───── Source material ─────

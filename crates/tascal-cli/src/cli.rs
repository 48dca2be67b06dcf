use clap::{Parser, Subcommand};

/// A personal planner for one-off and recurring tasks
#[derive(Parser, Debug)]
#[command(author, version, about, long_about = None)]
pub struct Cli {
    #[command(subcommand)]
    pub command: Commands,
}

#[derive(Subcommand, Debug, Clone)]
pub enum Commands {
    /// Add a new task or recurring template
    Add(AddCommand),
    /// List tasks
    List(ListCommand),
    /// Toggle a task done or not done
    Done(DoneCommand),
    /// Edit a task
    Edit(EditCommand),
    /// Delete a task
    Delete(DeleteCommand),
}

#[derive(Parser, Debug, Clone)]
pub struct AddCommand {
    /// The title of the task
    pub title: String,
    /// Notes for the task
    #[clap(short, long)]
    pub notes: Option<String>,
    /// The due date (e.g. '2026-02-09', 'today', 'tomorrow')
    #[clap(short, long)]
    pub due: Option<String>,
    /// Time of day (e.g. '09:30')
    #[clap(long)]
    pub at: Option<String>,
    /// Link this task under a parent task
    #[clap(long)]
    pub parent: Option<String>,
    /// Start date of a recurring template; makes the task recurring
    #[clap(long)]
    pub from: Option<String>,
    /// End date of a recurring template (defaults to three months after start)
    #[clap(long, requires = "from")]
    pub until: Option<String>,
    /// Days of week to repeat on (e.g. 'mon,wed,fri')
    #[clap(long, requires = "from", conflicts_with = "every_months")]
    pub on: Option<String>,
    /// Repeat every N whole months
    #[clap(long, requires = "from")]
    pub every_months: Option<u32>,
}

#[derive(Parser, Debug, Clone)]
pub struct ListCommand {
    /// Only show tasks due on or after this date
    #[clap(long)]
    pub from: Option<String>,
    /// Only show tasks due on or before this date
    #[clap(long, requires = "from")]
    pub to: Option<String>,
}

#[derive(Parser, Debug, Clone)]
pub struct DoneCommand {
    /// The ID of the task to toggle
    pub id: String,
}

#[derive(Parser, Debug, Clone)]
pub struct EditCommand {
    /// The ID of the task to edit
    pub id: String,

    #[arg(long)]
    pub title: Option<String>,

    #[arg(long)]
    pub notes: Option<String>,
    #[arg(long, conflicts_with = "notes")]
    pub notes_clear: bool,

    #[arg(long)]
    pub due: Option<String>,
    #[arg(long, conflicts_with = "due")]
    pub due_clear: bool,

    /// Time of day (e.g. '09:30')
    #[arg(long)]
    pub at: Option<String>,
    #[arg(long, conflicts_with = "at")]
    pub at_clear: bool,

    /// Move a template's start date
    #[arg(long)]
    pub from: Option<String>,

    /// Move a template's end date
    #[arg(long)]
    pub until: Option<String>,
    #[arg(long, conflicts_with = "until")]
    pub until_clear: bool,

    /// Change a template's weekday rule (e.g. 'mon,wed')
    #[arg(long)]
    pub on: Option<String>,
    #[arg(long, conflicts_with = "on")]
    pub on_clear: bool,

    /// Change a template's month interval
    #[arg(long)]
    pub every_months: Option<u32>,
    #[arg(long, conflicts_with = "every_months")]
    pub every_months_clear: bool,
}

#[derive(Parser, Debug, Clone)]
pub struct DeleteCommand {
    /// The ID of the task to delete
    pub id: String,
    /// Force deletion without confirmation
    #[clap(short, long)]
    pub force: bool,
}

─────

Task prompt:
One figure is all that is needed: the number of lines above in which the word "recurring" appears.

Answer to this problem:
4